In the lines below, find the one that contains "tokio::time::timeout(Duration::from_secs(5), handle.join())" and write it out exactly, along with every line that follows it.

Stored data entries:
┌────────

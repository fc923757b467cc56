//! Event type resolution.
//!
//! The [`EventRegistry`] maps type names to constructors. Resolving a wire
//! type tries the type itself and then each shorter dot-separated prefix,
//! ending with the empty string:
//!
//! ```text
//!   "test2.foo.bar" -> "test2.foo.bar", "test2.foo", "test2", ""
//! ```
//!
//! The first registered name wins. When none is registered the event becomes
//! an [`UnknownEvent`] carrying the original type.

use std::collections::HashMap;
use std::fmt;
use std::sync::Arc;

use serde_json::Value;
use tracing::debug;

use super::{Event, EventData, GenericEvent, UnknownEvent};
use crate::error::{PipelineError, PipelineResult};
use crate::settings::Settings;

/// Constructor of a registered event variant.
pub type EventConstructor =
    Arc<dyn Fn(&Settings, EventData) -> PipelineResult<Arc<dyn Event>> + Send + Sync>;

/// Name -> event constructor table, built once at startup.
#[derive(Clone, Default)]
pub struct EventRegistry {
    constructors: HashMap<String, EventConstructor>,
}

impl EventRegistry {
    pub fn new() -> Self {
        Self::default()
    }

    /// Registers a constructor for `name`, replacing any previous entry.
    pub fn register<F>(mut self, name: impl Into<String>, constructor: F) -> Self
    where
        F: Fn(&Settings, EventData) -> PipelineResult<Arc<dyn Event>> + Send + Sync + 'static,
    {
        self.constructors.insert(name.into(), Arc::new(constructor));
        self
    }

    /// Registers `name` as a [`GenericEvent`].
    pub fn register_generic(self, name: impl Into<String>) -> Self {
        let name = name.into();
        let variant = name.clone();
        self.register(name, move |_settings: &Settings, data: EventData| {
            Ok(Arc::new(GenericEvent::new(variant.clone(), data)) as Arc<dyn Event>)
        })
    }

    pub fn contains(&self, name: &str) -> bool {
        self.constructors.contains_key(name)
    }

    /// Finds the longest registered dot-prefix of `event_type`.
    pub fn resolve(&self, event_type: &str) -> Option<(&str, &EventConstructor)> {
        let mut candidate = event_type;
        loop {
            if let Some((name, constructor)) = self.constructors.get_key_value(candidate) {
                return Some((name.as_str(), constructor));
            }
            if candidate.is_empty() {
                return None;
            }
            candidate = candidate.rsplit_once('.').map_or("", |(prefix, _)| prefix);
        }
    }
}

impl fmt::Debug for EventRegistry {
    fn fmt(&self, f: &mut fmt::Formatter<'_>) -> fmt::Result {
        let mut names: Vec<&String> = self.constructors.keys().collect();
        names.sort();
        f.debug_struct("EventRegistry").field("names", &names).finish()
    }
}

/// Builds typed events from wire input.
///
/// # Example
///
/// ```
/// use testpipeline::event::{EventFactory, EventRegistry};
/// use testpipeline::settings::Settings;
///
/// let factory = EventFactory::new(EventRegistry::new().register_generic("koji.build"));
/// let settings = Settings::default();
///
/// let event = factory.make(&settings, r#"{"type": "koji.build.tag", "tag": "f40"}"#)?;
/// assert_eq!(event.variant(), "koji.build");
/// assert_eq!(event.event_type(), "koji.build.tag");
///
/// let other = factory.make(&settings, r#"{"type": "compose"}"#)?;
/// assert_eq!(other.variant(), "unknown");
/// # Ok::<(), testpipeline::error::PipelineError>(())
/// ```
#[derive(Debug, Clone, Default)]
pub struct EventFactory {
    registry: EventRegistry,
}

impl EventFactory {
    pub fn new(registry: EventRegistry) -> Self {
        Self { registry }
    }

    pub fn registry(&self) -> &EventRegistry {
        &self.registry
    }

    /// Parses a JSON wire event and resolves its variant.
    ///
    /// # Errors
    ///
    /// Returns [`PipelineError::MalformedEvent`] when `wire` is not a JSON
    /// object with a string `type`, or whatever the variant constructor
    /// returns.
    pub fn make(&self, settings: &Settings, wire: &str) -> PipelineResult<Arc<dyn Event>> {
        let value: Value = serde_json::from_str(wire)
            .map_err(|e| PipelineError::MalformedEvent(e.to_string()))?;
        self.make_value(settings, value)
    }

    /// Like [`make`](Self::make) for an already parsed value.
    ///
    /// # Errors
    ///
    /// See [`make`](Self::make).
    pub fn make_value(&self, settings: &Settings, value: Value) -> PipelineResult<Arc<dyn Event>> {
        let Value::Object(mut attributes) = value else {
            return Err(PipelineError::MalformedEvent(
                "event must be a JSON object".to_string(),
            ));
        };
        let event_type = match attributes.remove("type") {
            Some(Value::String(event_type)) => event_type,
            Some(other) => {
                return Err(PipelineError::MalformedEvent(format!(
                    "event type must be a string, got {}",
                    other
                )));
            }
            None => {
                return Err(PipelineError::MalformedEvent(
                    "event has no type".to_string(),
                ));
            }
        };
        let data = EventData::with_attributes(event_type, attributes);

        match self.registry.resolve(data.event_type()) {
            Some((name, constructor)) => {
                debug!("Event type {:?} resolved to {:?}", data.event_type(), name);
                (**constructor)(settings, data)
            }
            None => {
                debug!("Event type {:?} is not registered", data.event_type());
                Ok(Arc::new(UnknownEvent::new(data)))
            }
        }
    }
}
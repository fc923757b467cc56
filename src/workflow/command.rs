//! Local shell command workflow.
//!
//! Runs a test case's `execution.data.command` as a child process on the
//! local machine, one instance per case-run-configuration.
//!
//! # Characteristics
//!
//! | Feature | Support |
//! |---------|---------|
//! | Isolation | None (shared filesystem and network) |
//! | Templates | `{{ event.* }}` placeholders rendered from the event |
//! | Timeout | `commandWorkflow.timeout` seconds, or `data.timeout` |
//! | Cancellation | Child process is killed |
//!
//! # Example Test Case
//!
//! ```toml
//! [[testcases]]
//! id = "smoke"
//! name = "Smoke test"
//! configurations = [{ arch = "x86_64" }]
//!
//! [testcases.execution]
//! type = "command"
//! data = { command = "./smoke.sh {{ event.build.nvr }}", cwd = "tests", timeout = 60 }
//! ```
//!
//! The process sees the unit through its environment:
//!
//! | Variable | Value |
//! |----------|-------|
//! | `PIPELINE_TESTCASE` | test case id |
//! | `PIPELINE_CRC_ID` | case-run-configuration id |
//! | `PIPELINE_CONFIG_<KEY>` | one per configuration key, upper-cased |
//!
//! Exit code 0 completes the unit as `PASS`, any other code as `FAIL`.
//! Spawn failures, template errors and timeouts end it as `DNF`/`ERROR`.

use std::path::PathBuf;
use std::process::Stdio;
use std::sync::{Arc, Mutex};
use std::time::Duration;

use async_trait::async_trait;
use tokio::select;
use tracing::{debug, info, warn};

use super::{RunContext, Workflow, WorkflowContext};
use crate::caserun::{CaseRunConfiguration, lock};
use crate::result::{CaseResult, State, Verdict};

const DEFAULT_SHELL: &str = "/bin/sh";
const DEFAULT_TIMEOUT_SECS: u64 = 900;

/// Workflow running a shell command per unit.
pub struct CommandWorkflow {
    command: Option<String>,
    cwd: Option<PathBuf>,
    timeout: Option<u64>,
    status: Mutex<String>,
}

impl CommandWorkflow {
    /// Creates a workflow running `command`.
    pub fn new(command: impl Into<String>) -> Self {
        Self {
            command: Some(command.into()),
            cwd: None,
            timeout: None,
            status: Mutex::new("not started".to_string()),
        }
    }

    pub fn with_cwd(mut self, cwd: impl Into<PathBuf>) -> Self {
        self.cwd = Some(cwd.into());
        self
    }

    /// Overrides the `commandWorkflow.timeout` setting.
    pub fn with_timeout(mut self, secs: u64) -> Self {
        self.timeout = Some(secs);
        self
    }

    pub(crate) fn create(unit: &CaseRunConfiguration, _run: &RunContext) -> Arc<dyn Workflow> {
        let data = unit.testcase().execution.as_ref().map(|execution| &execution.data);
        let field = |key: &str| data.and_then(|data| data.get(key));

        Arc::new(Self {
            command: field("command").and_then(|v| v.as_str()).map(str::to_string),
            cwd: field("cwd").and_then(|v| v.as_str()).map(PathBuf::from),
            timeout: field("timeout").and_then(|v| v.as_u64()),
            status: Mutex::new("not started".to_string()),
        })
    }

    fn set_status(&self, status: impl Into<String>) {
        *lock(&self.status) = status.into();
    }

    fn timeout(&self, ctx: &WorkflowContext) -> Duration {
        let secs = self.timeout.unwrap_or_else(|| {
            ctx.settings()
                .get_integer("commandWorkflow", "timeout")
                .and_then(|secs| u64::try_from(secs).ok())
                .unwrap_or(DEFAULT_TIMEOUT_SECS)
        });
        Duration::from_secs(secs)
    }

    async fn run_unit(&self, unit: &CaseRunConfiguration, ctx: &WorkflowContext) -> CaseResult {
        let Some(template) = &self.command else {
            return error_result("No command given in execution data");
        };
        let command = match ctx.event().render(template) {
            Ok(command) => command,
            Err(e) => return error_result(e.to_string()),
        };

        let shell = ctx
            .settings()
            .get_str("commandWorkflow", "shell")
            .unwrap_or(DEFAULT_SHELL);

        let mut process = tokio::process::Command::new(shell);
        process.arg("-c").arg(&command);
        process.env("PIPELINE_TESTCASE", &unit.testcase().id);
        process.env("PIPELINE_CRC_ID", unit.id().as_str());
        for (key, value) in unit.configuration().iter() {
            process.env(format!("PIPELINE_CONFIG_{}", key.to_uppercase()), value.to_string());
        }
        if let Some(cwd) = &self.cwd {
            process.current_dir(cwd);
        }
        process.stdin(Stdio::null());
        process.stdout(Stdio::piped());
        process.stderr(Stdio::piped());
        process.kill_on_drop(true);

        let child = match process.spawn() {
            Ok(child) => child,
            Err(e) => return error_result(format!("Failed to spawn {:?}: {}", shell, e)),
        };

        ctx.report(unit, CaseResult::new(State::Running));
        self.set_status(format!("running: {}", command));
        debug!("Running {} for {}", command, unit);

        let timeout = self.timeout(ctx);
        select! {
            _ = ctx.cancellation().cancelled() => {
                info!("Command for {} canceled", unit);
                CaseResult::finished(State::Canceled, Verdict::Unset)
                    .with_message("Command killed on cancel")
            }
            _ = tokio::time::sleep(timeout) => {
                warn!("Command for {} timed out after {:?}", unit, timeout);
                error_result(format!("Command timed out after {}s", timeout.as_secs()))
            }
            output = child.wait_with_output() => match output {
                Ok(output) if output.status.success() => {
                    CaseResult::finished(State::Complete, Verdict::Pass)
                }
                Ok(output) => {
                    let stderr = String::from_utf8_lossy(&output.stderr);
                    let mut message = match output.status.code() {
                        Some(code) => format!("Command exited with code {}", code),
                        None => "Command terminated by signal".to_string(),
                    };
                    if let Some(line) = stderr.lines().rev().find(|l| !l.trim().is_empty()) {
                        message.push_str(": ");
                        message.push_str(line.trim());
                    }
                    CaseResult::finished(State::Complete, Verdict::Fail).with_message(message)
                }
                Err(e) => error_result(format!("Failed to wait for command: {}", e)),
            },
        }
    }
}

fn error_result(message: impl Into<String>) -> CaseResult {
    CaseResult::finished(State::Dnf, Verdict::Error).with_message(message)
}

#[async_trait]
impl Workflow for CommandWorkflow {
    async fn execute(
        &self,
        units: Vec<CaseRunConfiguration>,
        ctx: WorkflowContext,
    ) -> anyhow::Result<()> {
        for unit in &units {
            if ctx.is_cancelled() {
                break;
            }
            let result = self.run_unit(unit, &ctx).await;
            self.set_status(result.to_string());
            ctx.report(unit, result);
        }
        Ok(())
    }

    fn display_status(&self) -> String {
        lock(&self.status).clone()
    }
}

#[cfg(test)]
mod tests {
    use super::*;
    use crate::configuration::Configuration;
    use crate::event::{EventData, GenericEvent};
    use crate::library::TestCase;
    use crate::settings::Settings;
    use crate::workflow::{ResultSink, WorkflowHandle};

    fn run_context(settings: Settings) -> RunContext {
        let data = EventData::new("compose.finished").with_attribute("compose", serde_json::json!({"id": "C-1"}));
        RunContext::new(
            Arc::new(GenericEvent::new("compose", data)),
            Arc::new(settings),
        )
    }

    fn unit(command: &str) -> CaseRunConfiguration {
        CaseRunConfiguration::new(
            Arc::new(
                TestCase::new("tc1", "testcase 1")
                    .with_execution("command")
                    .with_execution_data("command", command),
            ),
            Configuration::new().with("arch", "x86_64"),
            ["tp1"],
        )
    }

    async fn run(unit: CaseRunConfiguration, settings: Settings) -> Vec<CaseResult> {
        let run = run_context(settings);
        let handle = WorkflowHandle::new("command", CommandWorkflow::create(&unit, &run));
        let (sink, mut rx) = ResultSink::channel();
        handle.start(vec![unit], run, sink);
        handle.join().await;

        let mut results = Vec::new();
        while let Ok(update) = rx.try_recv() {
            results.push(update.result().clone());
        }
        results
    }

    #[tokio::test]
    async fn test_exit_zero_passes() {
        let results = run(unit("exit 0"), Settings::default()).await;
        assert_eq!(results.len(), 2);
        assert_eq!(results[0].state(), State::Running);
        assert_eq!(results[1], CaseResult::finished(State::Complete, Verdict::Pass));
    }

    #[tokio::test]
    async fn test_nonzero_exit_fails() {
        let results = run(unit("echo broken >&2; exit 3"), Settings::default()).await;
        let last = results.last().unwrap();
        assert_eq!(last.verdict(), Verdict::Fail);
        assert_eq!(last.message(), Some("Command exited with code 3: broken"));
    }

    #[tokio::test]
    async fn test_renders_event_and_exports_configuration() {
        let command = r#"test "{{ event.compose.id }}" = C-1 && test "$PIPELINE_CONFIG_ARCH" = x86_64 && test "$PIPELINE_TESTCASE" = tc1"#;
        let results = run(unit(command), Settings::default()).await;
        assert_eq!(results.last().unwrap().verdict(), Verdict::Pass);
    }

    #[tokio::test]
    async fn test_template_error_is_reported() {
        let results = run(unit("echo {{ event.missing }}"), Settings::default()).await;
        assert_eq!(results.len(), 1);
        assert_eq!(results[0].state(), State::Dnf);
        assert_eq!(results[0].verdict(), Verdict::Error);
    }

    #[tokio::test]
    async fn test_timeout() {
        let settings = Settings::default().with("commandWorkflow", "timeout", 1_i64);
        let results = run(unit("sleep 10"), settings).await;
        let last = results.last().unwrap();
        assert_eq!(last.verdict(), Verdict::Error);
        assert!(last.message().unwrap().contains("timed out"));
    }

    #[tokio::test]
    async fn test_missing_shell() {
        let settings = Settings::default().with("commandWorkflow", "shell", "/nonexistent/shell");
        let results = run(unit("exit 0"), settings).await;
        assert_eq!(results.len(), 1);
        assert_eq!(results[0].verdict(), Verdict::Error);
    }

    #[tokio::test]
    async fn test_terminate_kills_command() {
        let unit = unit("sleep 30");
        let run = run_context(Settings::default());
        let handle = WorkflowHandle::new("command", CommandWorkflow::create(&unit, &run));
        let (sink, mut rx) = ResultSink::channel();
        handle.start(vec![unit], run, sink);

        assert_eq!(rx.recv().await.unwrap().result().state(), State::Running);
        handle.terminate();
        tokio::time::timeout(Duration::from_secs(5), handle.join())
            .await
            .unwrap();

        let last = rx.recv().await.unwrap();
        assert_eq!(last.result().state(), State::Canceled);
    }
}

└────────

### Your response
        tokio::time::timeout(Duration::from_secs(5), handle.join())
            .await
            .unwrap();

        let last = rx.recv().await.unwrap();
        assert_eq!(last.result().state(), State::Canceled);
    }
}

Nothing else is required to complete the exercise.